Home

Awesome

Leverage SMJobBless functionality with just one function call:

let message = "Example App needs your permission to do thingamajig."
let icon = Bundle.main.url(forResource: "bless", withExtension: "png")
try PrivilegedHelperManager.shared.authorizeAndBless(message: message, icon: icon)

Both the message and icon parameters are optional. Defaults will be provided by macOS if they are not specified.

On macOS 10.15 and later this functionality is also available as an async variant which will not block while waiting for a user to grant (or decline) authorization.

Errors

One of the most challenging aspects of using SMJobBless is that when it fails, it can be very hard to determine why. To assist your debugging of such situations, this package throws a BlessError which provides a detailed explanation for each bless requirement which was not met. For example:

[BlessError] This application did not meet any of the bundled helper tool's code signing requirements:
and {false}
|--and {false}
|  |--and {false}
|  |  |--identifier "com.example.SwiftClient" {false}¹
|  |  \--anchor apple generic {true}
|  \--certificate leaf[subject.CN] = "Apple Development: Johnny Appleseed (U33GZ847WW)" {false}²
\--certificate 1[field.1.2.840.113635.100.6.2.1] {true}

Constraints not satisfied:
1. Identifiers did not match. Expected: com.example.SwiftClient Actual: com.example.SwiftJobBlessClient
2. Apple Development: Tim Apple (U33ZG847WW) is not equal to expected value Apple Development: Johnny Appleseed (U33GZ847WW)

Underlying error: Error Domain=CFErrorDomainLaunchd Code=4 "(null)"

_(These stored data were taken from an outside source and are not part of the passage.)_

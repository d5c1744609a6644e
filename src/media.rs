//! Media resolver: turns remote media references into local asset paths.
//!
//! Resolution never fails past this boundary. A download that errors (bad
//! status, transport failure, unwritable disk) degrades the reference to
//! the original remote URL; callers always receive a usable value.

use futures::future::join_all;
use serde::Deserialize;
use serde_json::Value;
use std::path::{Path, PathBuf};
use tokio::fs;
use tracing::{error, info, warn};

use crate::contract::ContentApi;

/// Public URL prefix the generated pages use for localized media.
pub const PUBLIC_MEDIA_PREFIX: &str = "/images";

/// A media reference as the content API embeds it in records.
#[derive(Debug, Clone, Deserialize)]
pub struct MediaAsset {
    pub hash: String,
    pub ext: String,
    pub url: String,
    #[serde(default)]
    pub formats: Option<MediaFormats>,
}

#[derive(Debug, Clone, Default, Deserialize)]
pub struct MediaFormats {
    #[serde(default)]
    pub large: Option<MediaRendition>,
}

#[derive(Debug, Clone, Deserialize)]
pub struct MediaRendition {
    pub url: String,
}

impl MediaAsset {
    /// Local identity: `hash+ext`, shared by every reference to the same
    /// remote asset.
    pub fn local_name(&self) -> String {
        format!("{}{}", self.hash, self.ext)
    }

    /// Best available representation: the "large" rendition when the API
    /// produced one, otherwise the primary URL.
    pub fn preferred_url(&self) -> &str {
        self.formats
            .as_ref()
            .and_then(|f| f.large.as_ref())
            .map(|r| r.url.as_str())
            .unwrap_or(&self.url)
    }
}

/// Joins a possibly relative media URL onto the API base URL.
pub fn absolute_media_url(base_url: &str, url: &str) -> String {
    if url.starts_with("http://") || url.starts_with("https://") {
        url.to_string()
    } else {
        format!("{}{}", base_url, url)
    }
}

pub struct MediaResolver<'a, A: ContentApi + ?Sized> {
    api: &'a A,
    base_url: String,
    images_dir: PathBuf,
}

impl<'a, A: ContentApi + ?Sized> MediaResolver<'a, A> {
    pub fn new(api: &'a A, base_url: &str, images_dir: &Path) -> Self {
        MediaResolver {
            api,
            base_url: base_url.to_string(),
            images_dir: images_dir.to_path_buf(),
        }
    }

    /// Resolves one media reference to a frontmatter value: the local
    /// path on success, the remote URL on any failure, `null` for an
    /// absent or unrecognizable reference.
    pub async fn resolve_one(&self, reference: &Value) -> Value {
        if reference.is_null() {
            return Value::Null;
        }

        let asset: MediaAsset = match serde_json::from_value(reference.clone()) {
            Ok(asset) => asset,
            Err(e) => {
                warn!(error = %e, "Unrecognizable media reference, emitting null");
                return Value::Null;
            }
        };

        let name = asset.local_name();
        let remote_url = absolute_media_url(&self.base_url, asset.preferred_url());
        let local_path = self.images_dir.join(&name);

        // Same hash+ext means same asset: a file already present needs
        // no second download.
        if local_path.exists() {
            return Value::String(format!("{}/{}", PUBLIC_MEDIA_PREFIX, name));
        }

        if let Err(e) = fs::create_dir_all(&self.images_dir).await {
            error!(error = ?e, path = %self.images_dir.display(), "Failed to create media store");
            return Value::String(remote_url);
        }

        info!(name = %name, url = %remote_url, "Downloading media asset");

        // The body is fully buffered before the write, so a failed
        // download leaves no partial file behind.
        match self.api.fetch_media(&remote_url).await {
            Ok(bytes) => match fs::write(&local_path, &bytes).await {
                Ok(()) => Value::String(format!("{}/{}", PUBLIC_MEDIA_PREFIX, name)),
                Err(e) => {
                    error!(error = ?e, name = %name, "Failed to write media asset, falling back to remote URL");
                    Value::String(remote_url)
                }
            },
            Err(e) => {
                error!(error = %e, name = %name, "Failed to download media asset, falling back to remote URL");
                Value::String(remote_url)
            }
        }
    }

    /// Resolves a list of media references concurrently. The result has
    /// the same length and order as the input regardless of completion
    /// order; a non-list input yields an empty list.
    pub async fn resolve_many(&self, references: &Value) -> Value {
        let items = match references.as_array() {
            Some(items) => items,
            None => return Value::Array(vec![]),
        };

        let resolutions = items.iter().map(|item| self.resolve_one(item));
        Value::Array(join_all(resolutions).await)
    }
}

To see a runnable sample app using this framework, check out SwiftAuthorizationSample which also makes use of SecureXPC for secure interprocess communication.

macOS 13 and later

If your minimum deployment target is macOS 13 or later, Apple recommends you use SMAppService instead to register a Launch Daemon.

Advanced Use Cases

If you have a need to seperately obtain authorization and then bless, you'll want to make direct use of the Authorized package (which is one of Blessed's depedendencies)to create an Authorization instance and then pass it to the PrivilegedHelperManager/bless(label:authorization:) function.

Sandboxing

Blessing is not available to sandboxed processes because of privilege escalation. If you need to determine at run time if your process is sandboxed, this package adds a property to ProcessInfo: ProcessInfo.processInfo.isSandboxed.